Music, Movies & Lobster: Your Recipe For a Perfect Monday Night—And More!
I got radish seed pods at the Mississippi Market yesterday. Surprised? I was. Never seen them before, these little pea-pod like things that hold future radishes, but it turns out there are special varieties of radish grown just for their seed pod. The guy in the produce section encouraged me to try them, so I did and found them good. Crunchy, radish-spicy—a sort of half-way point between radishes, scallions, and snap peas. I plan to use them on top of sesame noodles, if I don’t eat them all out of hand first.
Here’s another surprise: Surprise! It’s almost August. Which means that the Walker’s free summer-defining Movies and Music series in the park is about to debut. The Current is co-presenting this year, so the music is better than ever, and the Walker seems to have programmed the cinema with a theme of the world’s creepiest big-brain art cinema about voyeurism, so, a little something for everyone I guess. The four-week schedule: August 1, Haley Bonar and the Hitchcock movie Rear Window; August 8, No Bird Sing and Fritz Lang’s creepy 1,000 Eyes of Dr. Mabuse; August 16, Buffalo Moon and Antonioni’s Blow Up; and August 22 sees Dark Dark Dark headline followed by the Fritz Lang film Spies.
Why am I telling you about this music series? Because I have another surprise! And it all goes together.
The Smack Shack will be setting up in front of Nick and Eddie every Monday for the rest of the summer to sell their lobster rolls. I know this because Nick and Eddie general manager Doug Anderson called me up to tell me how thrilled he was. Why would an established brick-and-mortar restaurant paying brick-and-mortar rents, salaries, utilities, and taxes invite a food truck to park out front? Doesn’t that contradict what everyone knows to be the natural antagonism between trucks and architecture? No, says Anderson: Nick and Eddie is typically closed on Mondays, and this arrangement is a win-win, allowing the chef and cooks to keep getting a night off every week, while allowing Nick and Eddie to make money on alcohol and dessert sales. (If you go, don’t skip dessert. Pastry chef Jessica Anderson is a local legend. If they have anything with peaches in it, get it, and miss the butterscotch pudding at your peril!)
So, this food truck/restaurant pair is allowing Nick and Eddie to be a better employer to its employees, and it also gives Doug Anderson a new night to program music into, which he is now doing in partnership with First Avenue’s legendary former booker Steve McClellan. To wit: Do you recall the seminal punk band Television, and Television’s guitar hero Richard Lloyd? He’ll be playing at Nick and Eddie on August 1. (And also on July 27.) So, on August 1 you could potentially eat the best lobster roll this side of the Mississippi River, watch Haley Bonar, have some butterscotch pudding and a bourbon, and then watch Richard Lloyd from Television! That ain’t a bad Monday night.

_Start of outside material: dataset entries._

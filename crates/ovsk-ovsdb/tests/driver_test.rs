//! Store and driver against the in-process OVSDB server

use ovsk_ovsdb::{InterfaceType, OvsdbError, PortSpec, SwitchDriver, SwitchStore};
use ovsk_test_utils::FakeOvsdbServer;
use pretty_assertions::assert_eq;
use serde_json::json;
use std::sync::Arc;
use std::time::Duration;

async fn setup(bridge: &str) -> (FakeOvsdbServer, SwitchDriver) {
    let server = FakeOvsdbServer::start().await.unwrap();
    let store = SwitchStore::connect(server.socket_path()).await.unwrap();
    store.monitor_all().await.unwrap();
    (server, SwitchDriver::new(Arc::new(store), bridge))
}

#[tokio::test]
async fn test_monitor_loads_root_row() {
    let (server, driver) = setup("br0").await;
    assert_eq!(
        driver.store().root_uuid().await,
        Some(server.root_uuid().await)
    );
}

#[tokio::test]
async fn test_connect_to_missing_socket_fails() {
    let dir = tempfile::tempdir().unwrap();
    let err = SwitchStore::connect(dir.path().join("nope.sock"))
        .await
        .err()
        .unwrap();
    assert!(matches!(err, OvsdbError::Connection { .. }));
}

#[tokio::test]
async fn test_create_bridge_is_idempotent() {
    let (server, driver) = setup("br0").await;

    driver.create_bridge("br0").await.unwrap();
    let after_first = server.transaction_count().await;
    driver.create_bridge("br0").await.unwrap();

    assert_eq!(server.transaction_count().await, after_first);
    let bridges = server.rows("Bridge").await;
    assert_eq!(bridges.len(), 1);
    let root = server.root_uuid().await;
    assert_eq!(
        server.refs("Open_vSwitch", &root, "bridges").await,
        vec![bridges[0].0.clone()]
    );

    // The bridge's own internal port
    let (_, iface) = server.row_by_name("Interface", "br0").await.unwrap();
    assert_eq!(iface["type"], json!("internal"));
    assert!(driver.store().is_bridge_present("br0").await);
}

#[tokio::test]
async fn test_create_then_delete_port_leaves_nothing_behind() {
    let (server, driver) = setup("br0").await;
    driver.create_bridge("br0").await.unwrap();

    driver
        .create_port("p1", InterfaceType::System, 0, "default:web-0", "0a:58:0a:f4:00:07")
        .await
        .unwrap();
    let (port_uuid, port) = server.row_by_name("Port", "p1").await.unwrap();
    assert_eq!(port["vlan_mode"], json!("trunk"));
    let (bridge_uuid, _) = server.row_by_name("Bridge", "br0").await.unwrap();
    assert!(server
        .refs("Bridge", &bridge_uuid, "ports")
        .await
        .contains(&port_uuid));
    assert_eq!(
        driver.store().port_name_by_external_id("iface-id", "default:web-0").await,
        Some("p1".to_string())
    );

    driver.delete_port_by_name("p1").await.unwrap();

    assert!(server.row_by_name("Port", "p1").await.is_none());
    assert!(server.row_by_name("Interface", "p1").await.is_none());
    assert!(!server
        .refs("Bridge", &bridge_uuid, "ports")
        .await
        .contains(&port_uuid));
    assert!(!driver.store().is_port_name_present("p1").await);
}

#[tokio::test]
async fn test_access_vlan_port() {
    let (server, driver) = setup("br0").await;
    driver.create_bridge("br0").await.unwrap();
    driver
        .create_port_with(PortSpec::new("veth-a.1").vlan_tag(100))
        .await
        .unwrap();
    let (_, port) = server.row_by_name("Port", "veth-a.1").await.unwrap();
    assert_eq!(port["vlan_mode"], json!("access"));
    assert_eq!(port["tag"], json!(100));
}

#[tokio::test]
async fn test_create_vtep() {
    let (server, driver) = setup("br0").await;
    driver.create_bridge("br0").await.unwrap();
    driver
        .create_vtep("tun192_168_1_5", "192.168.1.5")
        .await
        .unwrap();

    let (_, iface) = server.row_by_name("Interface", "tun192_168_1_5").await.unwrap();
    assert_eq!(iface["type"], json!("vxlan"));
    assert_eq!(
        iface["options"],
        json!(["map", [["key", "flow"], ["remote_ip", "192.168.1.5"]]])
    );

    // ovs-vswitchd assigns the port number later
    assert_eq!(driver.store().tunnel_port_by_remote_ip("192.168.1.5").await, None);
    server
        .set_column("Interface", "tun192_168_1_5", "ofport", json!(9))
        .await;
    tokio::time::sleep(Duration::from_millis(50)).await;
    assert_eq!(
        driver.store().tunnel_port_by_remote_ip("192.168.1.5").await,
        Some(9)
    );
}

#[tokio::test]
async fn test_controller_and_manager_registration() {
    let (server, driver) = setup("br0").await;
    driver.create_bridge("br0").await.unwrap();

    driver.set_active_controller("127.0.0.1", 0).await.unwrap();
    assert!(driver.store().is_controller_present("tcp:127.0.0.1:6653").await);
    let err = driver.set_active_controller("127.0.0.1", 6653).await.unwrap_err();
    assert!(matches!(err, OvsdbError::AlreadyExists { .. }));

    driver.set_passive_manager(0).await.unwrap();
    assert!(driver.store().is_manager_present("ptcp:6640").await);
    let root = server.root_uuid().await;
    assert_eq!(server.refs("Open_vSwitch", &root, "manager_options").await.len(), 1);
}

#[tokio::test]
async fn test_transaction_error_carries_details() {
    let (server, driver) = setup("br0").await;
    server
        .fail_next_transaction("constraint violation", "duplicate bridge name")
        .await;
    let err = driver.create_bridge("br0").await.unwrap_err();
    match err {
        OvsdbError::TransactionFailed { error, details } => {
            assert_eq!(error, "constraint violation");
            assert_eq!(details, "duplicate bridge name");
        }
        other => panic!("unexpected error {other:?}"),
    }
    assert!(!driver.store().is_bridge_present("br0").await);
}

#[tokio::test]
async fn test_delete_bridge() {
    let (server, driver) = setup("br0").await;
    driver.create_bridge("br0").await.unwrap();
    driver.delete().await.unwrap();

    assert!(server.rows("Bridge").await.is_empty());
    let root = server.root_uuid().await;
    assert!(server.refs("Open_vSwitch", &root, "bridges").await.is_empty());
    assert!(!driver.store().is_bridge_present("br0").await);
}

#[tokio::test]
async fn test_echo_from_server_is_answered() {
    let (server, _driver) = setup("br0").await;
    server.send_echo("keepalive").await;
    tokio::time::sleep(Duration::from_millis(50)).await;
    let replies = server.client_replies().await;
    assert_eq!(replies.len(), 1);
    assert_eq!(replies[0]["id"], json!("keepalive"));
    assert_eq!(replies[0]["result"], json!(["keepalive"]));
}

#[tokio::test]
async fn test_disconnect_fails_requests() {
    let (server, driver) = setup("br0").await;
    server.shutdown();
    tokio::time::timeout(Duration::from_secs(2), driver.store().closed())
        .await
        .unwrap();
    let err = driver.store().client().echo().await.unwrap_err();
    assert!(matches!(err, OvsdbError::Disconnected));
}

Anderson tells me they’re working out details for another amazing Monday, with McLellan’s deep contacts, and it’s a weird one. Remember the 1980’s new-wave band Men Without Hats? Of course you remember their song “Safety Dance.” (Ah ha! Now, how much will you pay me to get that song out of your head? Sorry, it can’t be done. Well, it can be done, but at great cost. So, don’t read this if you’re not prepared for that great cost, but: We will, we will, rock you! Rock you! We will, we will rock you! Rock you! Buddy you’re a big man.. ) Silly. But yes, I’m told Men Without Hats will be coming to Nick and Eddie sometime before the snow flies, likely on a Monday lobster roll night.
Now, what to do on Tuesdays? Try the Pizza Farm in Stockholm, Wisconsin, reviewed in the Minnesota Monthly now on the stands. Wednesdays I guess you’re free, and Thursdays, Gather! I’ve only been once to the Walker Art Center’s only-on-Thursday dinner, but so far I am dazzled: The view, the modestly ambitious but elegantly executed menu. Some highlights: A tuna crudo with a light papaya salad and jewel-like sections of a vif orange, and one of the nicest chicken dishes I’ve had all years, a breast quarter marinated in buttermilk, covered with fresh herbs, and pan-sauteed until it was crisp and tender. It was served with a fresh poached artichoke heart, sweet peas, chard, and a fresh and tender tangle of burrata—that utterly fresh cheese that every other chef in town utterly bungles.
I’ll admit I was wary of D’Amico’s announced intentions with Gather, to have a new prominent guest chef every month—was this going to be a new Ringo, with the kitchen madly shifting cuisines every few weeks? But when I visited guest chef Alex Roberts of Alma and Brasa fame, he merely had two appetizers on chef Josh Brown’s menu, and they seemed more in Brown’s vernacular (a little Asian, a little spare) than in Roberts’ own (a lot local). All in all, I’m very excited for my next visit. Hats off to chef Josh Brown. If the Gather I saw on my first visit is the Gather that continues, he’s made a restaurant worth visiting.
I told you it was a surprising summer.